Been having trouble with this for a while now. It is a problem from the book of Hartshorne.

If we start with assuming $\varphi$ to be injective, then in order to show that the map on sheaves is injective it is satisfactory to prove that the map on stalks $$f^\sharp_\mathfrak{p} : \mathcal{O}_{\operatorname{Spec}A, f(\mathfrak{p})} \to \mathcal{O}_{\operatorname{Spec}B, \mathfrak{p}} $$ is injective for $\mathfrak{p} \in \operatorname{Spec} B$.

Now few remarks here.
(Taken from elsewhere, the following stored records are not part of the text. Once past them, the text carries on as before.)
pub mod session_cache;

pub use session_cache::*;
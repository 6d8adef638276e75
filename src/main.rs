#[tokio::main]
async fn main() -> anyhow::Result<()> {
    variant_matrix::run_server().await
}
use log::debug;
use std::collections::HashSet;
use uuid::Uuid;

use crate::model::{ImageRef, LocalFile, VariantRow};

const PREVIEW_SCHEME: &str = "blob:variant-preview/";

/// Live local preview handles. Every handle created must eventually be
/// released: on replace, on remove, when its row is dropped, and at teardown.
#[derive(Debug, Default)]
pub struct PreviewRegistry {
    live: HashSet<String>,
}

impl PreviewRegistry {
    pub fn new() -> Self {
        Self::default()
    }

    pub fn create(&mut self, file: &LocalFile) -> String {
        let url = format!("{}{}", PREVIEW_SCHEME, Uuid::new_v4());
        debug!("Created preview {} for {} ({} bytes)", url, file.file_name, file.size());
        self.live.insert(url.clone());
        url
    }

    /// Returns false when the handle was not live
    pub fn release(&mut self, url: &str) -> bool {
        let released = self.live.remove(url);
        if released {
            debug!("Released preview {}", url);
        }
        released
    }

    pub fn release_all(&mut self) -> usize {
        let count = self.live.len();
        if count > 0 {
            debug!("Releasing {} outstanding previews", count);
        }
        self.live.clear();
        count
    }

    pub fn is_live(&self, url: &str) -> bool {
        self.live.contains(url)
    }

    pub fn live_count(&self) -> usize {
        self.live.len()
    }
}

/// Per-row photo bookkeeping. Purely local: nothing here talks to the backend;
/// removals of stored images are collected for the next submission.
#[derive(Debug, Default)]
pub struct ImageStager {
    previews: PreviewRegistry,
    removed: Vec<String>,
}

impl ImageStager {
    pub fn new() -> Self {
        Self::default()
    }

    /// Stage a local file on `row`, replacing whatever image it had. A stored
    /// image being replaced is not queued for removal; the upload supersedes it.
    pub fn attach_local(&mut self, row: &mut VariantRow, file: LocalFile) -> String {
        self.release_row(row);
        let preview_url = self.previews.create(&file);
        row.image = Some(ImageRef::Pending {
            file,
            preview_url: preview_url.clone(),
        });
        preview_url
    }

    /// Clear `row`'s image. A stored image's remote path is queued so the
    /// backend can delete it.
    pub fn remove(&mut self, row: &mut VariantRow) {
        self.release_row(row);
        if let Some(ImageRef::Stored { remote_path, .. }) = row.image.take() {
            if !self.removed.contains(&remote_path) {
                debug!("Queued stored image {} for removal", remote_path);
                self.removed.push(remote_path);
            }
        }
    }

    /// Release resources held by a row that is leaving the row set. Stored
    /// images of dropped rows are not queued for removal.
    pub fn release_row(&mut self, row: &VariantRow) {
        if let Some(url) = row.image.as_ref().and_then(|i| i.preview_url()) {
            self.previews.release(url);
        }
    }

    pub fn removed_paths(&self) -> &[String] {
        &self.removed
    }

    pub fn clear_removed(&mut self) {
        self.removed.clear();
    }

    pub fn previews(&self) -> &PreviewRegistry {
        &self.previews
    }

    pub fn release_all(&mut self) -> usize {
        self.previews.release_all()
    }
}
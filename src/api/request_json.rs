use axum::{
    async_trait,
    extract::{rejection::JsonRejection, FromRequest, Request},
    http::StatusCode,
    Json,
};

use crate::api::handlers::ErrorResponse;

/// JSON body extractor whose rejection is a 400 `invalid_body` error in the
/// API's own error shape, keeping 422 for `too_many_combinations`
#[derive(Debug, Clone, Copy, Default)]
pub struct RequestJson<T>(pub T);

#[async_trait]
impl<S, T> FromRequest<S> for RequestJson<T>
where
    Json<T>: FromRequest<S, Rejection = JsonRejection>,
    S: Send + Sync,
{
    type Rejection = (StatusCode, Json<ErrorResponse>);

    async fn from_request(req: Request, state: &S) -> Result<Self, Self::Rejection> {
        match Json::<T>::from_request(req, state).await {
            Ok(Json(value)) => Ok(RequestJson(value)),
            Err(rejection) => Err((
                StatusCode::BAD_REQUEST,
                Json(ErrorResponse::with_code(&rejection.body_text(), "invalid_body")),
            )),
        }
    }
}
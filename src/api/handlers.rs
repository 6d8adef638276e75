use axum::{
    body::Bytes,
    extract::{Path, Query, State},
    http::{header, HeaderMap, StatusCode},
    response::Json,
};
use serde::{Deserialize, Serialize};
use std::sync::Arc;

use crate::api::request_json::RequestJson;
use crate::config::MatrixConfig;
use crate::error::{MatrixError, MatrixResult};
use crate::logic::{HydrationReport, SessionSnapshot, VariantSession};
use crate::model::{
    AttributeGroup, ClientIndex, Id, LocalFile, RemoteVariant, RowDescriptor, RowEdit,
    SubmissionPayload, VariantRow,
};
use crate::store::SessionCache;

/// Shared state behind every handler
#[derive(Debug, Clone)]
pub struct ApiContext {
    pub sessions: SessionCache,
    pub matrix: MatrixConfig,
}

pub type AppState = Arc<ApiContext>;

type ApiResult<T> = Result<Json<T>, (StatusCode, Json<ErrorResponse>)>;

/// Simple health check endpoint
#[derive(Debug, Serialize)]
pub struct HealthResponse {
    pub status: String,
    pub timestamp: String,
}

pub async fn health_check() -> Json<HealthResponse> {
    Json(HealthResponse {
        status: "healthy".to_string(),
        timestamp: chrono::Utc::now().to_rfc3339(),
    })
}

#[derive(Debug, Serialize)]
pub struct ErrorResponse {
    pub error: String,
    /// Machine readable reason, so clients can tell "too many combinations"
    /// from "save failed"
    #[serde(skip_serializing_if = "Option::is_none")]
    pub code: Option<String>,
}

impl ErrorResponse {
    pub fn new(message: &str) -> Self {
        Self {
            error: message.to_string(),
            code: None,
        }
    }

    pub fn with_code(message: &str, code: &str) -> Self {
        Self {
            error: message.to_string(),
            code: Some(code.to_string()),
        }
    }
}

fn matrix_error(err: MatrixError) -> (StatusCode, Json<ErrorResponse>) {
    let message = err.to_string();
    let (status, code) = match err {
        MatrixError::CapExceeded { .. } => (StatusCode::UNPROCESSABLE_ENTITY, "too_many_combinations"),
        MatrixError::UnknownGroup(_) => (StatusCode::NOT_FOUND, "unknown_group"),
        MatrixError::RowNotFound(_) => (StatusCode::NOT_FOUND, "row_not_found"),
        MatrixError::SubmissionInFlight => (StatusCode::CONFLICT, "submission_in_flight"),
        MatrixError::NoSubmissionInFlight => (StatusCode::CONFLICT, "no_submission_in_flight"),
        MatrixError::Submission(_) => (StatusCode::BAD_GATEWAY, "submission_failed"),
        MatrixError::ReconciliationMismatch { .. } => (StatusCode::BAD_REQUEST, "malformed_variant"),
        MatrixError::InvalidPhase(_) => (StatusCode::CONFLICT, "invalid_phase"),
    };
    (status, Json(ErrorResponse::with_code(&message, code)))
}

fn session_not_found() -> (StatusCode, Json<ErrorResponse>) {
    (
        StatusCode::NOT_FOUND,
        Json(ErrorResponse::new("Session not found")),
    )
}

/// Run an engine operation against a cached session
async fn on_session<F, R>(state: &AppState, session_id: &str, f: F) -> ApiResult<R>
where
    F: FnOnce(&mut VariantSession) -> MatrixResult<R> + Send,
    R: Send,
{
    match state.sessions.with_session(session_id, f).await {
        Some(Ok(value)) => Ok(Json(value)),
        Some(Err(err)) => Err(matrix_error(err)),
        None => Err(session_not_found()),
    }
}

// ---------------------------------------------------------------------------
// Sessions
// ---------------------------------------------------------------------------

#[derive(Debug, Deserialize)]
#[serde(rename_all = "camelCase")]
pub struct CreateSessionRequest {
    pub groups: Vec<AttributeGroup>,
    pub combination_cap: Option<usize>,
}

#[derive(Debug, Serialize)]
#[serde(rename_all = "camelCase")]
pub struct CreateSessionResponse {
    pub session_id: Id,
}

pub async fn create_session(
    State(state): State<AppState>,
    RequestJson(request): RequestJson<CreateSessionRequest>,
) -> (StatusCode, Json<CreateSessionResponse>) {
    let mut matrix = state.matrix.clone();
    if let Some(cap) = request.combination_cap {
        matrix.combination_cap = cap;
    }
    let session = VariantSession::new(request.groups, matrix);
    let session_id = state.sessions.insert(session).await;
    log::info!("Opened variant editing session {}", session_id);
    (StatusCode::CREATED, Json(CreateSessionResponse { session_id }))
}

pub async fn get_session(
    State(state): State<AppState>,
    Path(session_id): Path<Id>,
) -> ApiResult<SessionSnapshot> {
    on_session(&state, &session_id, |session| Ok(session.snapshot())).await
}

pub async fn delete_session(
    State(state): State<AppState>,
    Path(session_id): Path<Id>,
) -> Result<StatusCode, (StatusCode, Json<ErrorResponse>)> {
    if state.sessions.remove(&session_id).await {
        Ok(StatusCode::NO_CONTENT)
    } else {
        Err(session_not_found())
    }
}

#[derive(Debug, Deserialize)]
pub struct VariantsRequest {
    #[serde(default)]
    pub variants: Vec<RemoteVariant>,
}

pub async fn hydrate_session(
    State(state): State<AppState>,
    Path(session_id): Path<Id>,
    RequestJson(request): RequestJson<VariantsRequest>,
) -> ApiResult<HydrationReport> {
    on_session(&state, &session_id, move |session| {
        session.hydrate(&request.variants)
    })
    .await
}

// ---------------------------------------------------------------------------
// Selection
// ---------------------------------------------------------------------------

#[derive(Debug, Deserialize)]
pub struct GroupSelectionRequest {
    #[serde(default)]
    pub values: Vec<String>,
}

pub async fn set_group_selection(
    State(state): State<AppState>,
    Path((session_id, group_id)): Path<(Id, Id)>,
    RequestJson(request): RequestJson<GroupSelectionRequest>,
) -> ApiResult<SessionSnapshot> {
    on_session(&state, &session_id, move |session| {
        session.set_group_selection(&group_id, request.values)?;
        Ok(session.snapshot())
    })
    .await
}

#[derive(Debug, Deserialize)]
pub struct ToggleOptionRequest {
    pub value: String,
}

pub async fn toggle_option(
    State(state): State<AppState>,
    Path((session_id, group_id)): Path<(Id, Id)>,
    RequestJson(request): RequestJson<ToggleOptionRequest>,
) -> ApiResult<SessionSnapshot> {
    on_session(&state, &session_id, move |session| {
        session.toggle_option(&group_id, &request.value)?;
        Ok(session.snapshot())
    })
    .await
}

// ---------------------------------------------------------------------------
// Rows and images
// ---------------------------------------------------------------------------

pub async fn update_row(
    State(state): State<AppState>,
    Path((session_id, client_index)): Path<(Id, ClientIndex)>,
    RequestJson(edit): RequestJson<RowEdit>,
) -> ApiResult<VariantRow> {
    on_session(&state, &session_id, move |session| {
        session.update_row(client_index, &edit).cloned()
    })
    .await
}

#[derive(Debug, Deserialize)]
#[serde(rename_all = "camelCase")]
pub struct ImageUploadQuery {
    pub file_name: Option<String>,
}

#[derive(Debug, Serialize)]
#[serde(rename_all = "camelCase")]
pub struct ImageUploadResponse {
    pub client_index: ClientIndex,
    pub preview_url: String,
}

/// Stage raw image bytes on a row. File type and size checks belong to the
/// caller; only an empty body is refused here.
pub async fn upload_row_image(
    State(state): State<AppState>,
    Path((session_id, client_index)): Path<(Id, ClientIndex)>,
    Query(query): Query<ImageUploadQuery>,
    headers: HeaderMap,
    body: Bytes,
) -> ApiResult<ImageUploadResponse> {
    if body.is_empty() {
        return Err((
            StatusCode::BAD_REQUEST,
            Json(ErrorResponse::new("Image upload is empty")),
        ));
    }
    let content_type = headers
        .get(header::CONTENT_TYPE)
        .and_then(|value| value.to_str().ok())
        .unwrap_or("application/octet-stream")
        .to_string();
    let file_name = query
        .file_name
        .unwrap_or_else(|| format!("variant-{}", client_index));
    let file = LocalFile::new(file_name, content_type, body.to_vec());

    on_session(&state, &session_id, move |session| {
        let preview_url = session.attach_image(client_index, file)?;
        Ok(ImageUploadResponse {
            client_index,
            preview_url,
        })
    })
    .await
}

pub async fn remove_row_image(
    State(state): State<AppState>,
    Path((session_id, client_index)): Path<(Id, ClientIndex)>,
) -> ApiResult<SessionSnapshot> {
    on_session(&state, &session_id, move |session| {
        session.remove_image(client_index)?;
        Ok(session.snapshot())
    })
    .await
}

// ---------------------------------------------------------------------------
// Submission
// ---------------------------------------------------------------------------

#[derive(Debug, Serialize)]
#[serde(rename_all = "camelCase")]
pub struct AttachmentSummary {
    pub field_name: String,
    pub client_index: ClientIndex,
    pub file_name: String,
    pub content_type: String,
    pub size: usize,
}

/// Prepared submission as JSON; file bytes are described, not inlined
#[derive(Debug, Serialize)]
#[serde(rename_all = "camelCase")]
pub struct SubmissionSummary {
    pub rows: Vec<RowDescriptor>,
    pub attachments: Vec<AttachmentSummary>,
    pub removed_image_paths: Vec<String>,
}

impl From<SubmissionPayload> for SubmissionSummary {
    fn from(payload: SubmissionPayload) -> Self {
        let attachments = payload
            .attachments
            .iter()
            .map(|a| AttachmentSummary {
                field_name: a.field_name.clone(),
                client_index: a.client_index,
                file_name: a.file.file_name.clone(),
                content_type: a.file.content_type.clone(),
                size: a.file.size(),
            })
            .collect();
        Self {
            rows: payload.rows,
            attachments,
            removed_image_paths: payload.removed_image_paths,
        }
    }
}

pub async fn prepare_submission(
    State(state): State<AppState>,
    Path(session_id): Path<Id>,
) -> ApiResult<SubmissionSummary> {
    on_session(&state, &session_id, |session| {
        session.prepare_submission().map(SubmissionSummary::from)
    })
    .await
}

/// Outcome of the transport call: either the backend's row set or an error
#[derive(Debug, Deserialize)]
pub struct CompleteSubmissionRequest {
    pub variants: Option<Vec<RemoteVariant>>,
    pub error: Option<String>,
}

/// A backend response that cannot be read still finishes the in-flight
/// submission, as a failure, so the session does not stay locked
pub async fn complete_submission(
    State(state): State<AppState>,
    Path(session_id): Path<Id>,
    request: Result<RequestJson<CompleteSubmissionRequest>, (StatusCode, Json<ErrorResponse>)>,
) -> ApiResult<HydrationReport> {
    let outcome = match request {
        Err((_, Json(rejection))) => Err(format!("unreadable backend response: {}", rejection.error)),
        Ok(RequestJson(request)) => match (request.error, request.variants) {
            (Some(error), _) => Err(error),
            (None, Some(variants)) => Ok(variants),
            (None, None) => {
                return Err((
                    StatusCode::BAD_REQUEST,
                    Json(ErrorResponse::new("Either variants or error is required")),
                ))
            }
        },
    };
    on_session(&state, &session_id, move |session| {
        session.complete_submission(outcome)
    })
    .await
}
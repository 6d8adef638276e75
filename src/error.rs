use thiserror::Error;

use crate::model::ClientIndex;

/// Errors raised by the variant matrix engine
#[derive(Debug, Clone, PartialEq, Eq, Error)]
pub enum MatrixError {
    /// The selection would produce more combinations than allowed. Rows are
    /// left as they were.
    #[error("selection produces {total} combinations, more than the limit of {cap}")]
    CapExceeded { total: usize, cap: usize },

    #[error("unknown attribute group: {0}")]
    UnknownGroup(String),

    #[error("no variant row with client index {0}")]
    RowNotFound(ClientIndex),

    #[error("a submission is already in flight")]
    SubmissionInFlight,

    #[error("no submission is in flight")]
    NoSubmissionInFlight,

    /// The transport reported a failure; local state is unchanged
    #[error("submission failed: {0}")]
    Submission(String),

    /// A remote variant could not be canonicalized and was skipped
    #[error("remote variant #{index} skipped: {reason}")]
    ReconciliationMismatch { index: usize, reason: String },

    #[error("operation not allowed while {0}")]
    InvalidPhase(&'static str),
}

impl MatrixError {
    pub fn is_cap_exceeded(&self) -> bool {
        matches!(self, MatrixError::CapExceeded { .. })
    }
}

pub type MatrixResult<T> = std::result::Result<T, MatrixError>;
//! Storefront footer: brand and social links, company blurb, the three
//! physical stores, and contact details.

use dioxus::document;
use dioxus::prelude::*;

use crate::components::icons;
use crate::t;

const FOOTER_CSS: Asset = asset!("/assets/styling/footer.css");

#[component]
pub fn Footer() -> Element {
    // Re-render when the platform shell's language signal changes.
    let _lang = try_use_context::<Signal<String>>().map(|c| c()).unwrap_or_default();

    let year = time::OffsetDateTime::now_utc().year();
    let email = t!("footer-contact-email");

    rsx! {
        document::Link { rel: "stylesheet", href: FOOTER_CSS }

        footer { class: "footer",
            div { class: "footer__grid",
                div { class: "footer__column",
                    h3 { class: "footer__brand", "CHIC 44" }
                    p { class: "footer__muted", {t!("brand-subtitle")} }
                    div { class: "footer__social",
                        a {
                            href: "https://www.instagram.com/novedaddelbolso",
                            target: "_blank",
                            rel: "noopener noreferrer",
                            aria_label: "Instagram Novedad del Bolso",
                            {icons::instagram("footer__icon")}
                        }
                        a {
                            href: "https://www.instagram.com/chic44boutique",
                            target: "_blank",
                            rel: "noopener noreferrer",
                            aria_label: "Instagram Chic 44 Boutique",
                            {icons::instagram("footer__icon")}
                        }
                    }
                }

                div { class: "footer__column",
                    h3 { class: "footer__heading", {t!("footer-company")} }
                    p { class: "footer__muted", {t!("footer-company-text")} }
                }

                div { class: "footer__column",
                    h3 { class: "footer__heading", {t!("footer-our-stores")} }
                    ul { class: "footer__stores",
                        li {
                            strong { {t!("footer-store-copacabana")} }
                            p { {t!("footer-store-copacabana-address")} }
                        }
                        li {
                            strong { {t!("footer-store-girardota")} }
                            p { {t!("footer-store-girardota-address")} }
                        }
                        li {
                            strong { {t!("footer-store-barbosa")} }
                            p { {t!("footer-store-barbosa-address-1")} }
                            p { {t!("footer-store-barbosa-address-2")} }
                        }
                    }
                }

                div { class: "footer__column",
                    h3 { class: "footer__heading", {t!("footer-contact")} }
                    a { class: "footer__link", href: "mailto:{email}", "{email}" }
                    h3 { class: "footer__heading footer__heading--spaced", {t!("footer-info")} }
                    a { class: "footer__link", href: "#", {t!("footer-terms")} }
                }
            }

            div { class: "footer__legal",
                p { {t!("footer-copyright", year = year.to_string())} }
            }
        }
    }
}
I've noticed that $\mathcal{O}_{\operatorname{Spec}A, f(\mathfrak{p})} = A_{f(\mathfrak{p})}$ and that $\mathcal{O}_{\operatorname{Spec}B, \mathfrak{p}} = B_\mathfrak{p}$ . We also have that $f(\mathfrak{p})=\varphi^{-1}(\mathfrak{p})$ so in essence we are trying to show that $$A_{\varphi^{-1}(\mathfrak{p})} \to B_\mathfrak{p}$$ is injective given that $\varphi$ is.

The issue comes here since apparently this is not true. Here is a link to a thread here which shows that there is a counterexample. It's likely that I'm doing something wrong here, but I cannot figure out what so any help is welcome.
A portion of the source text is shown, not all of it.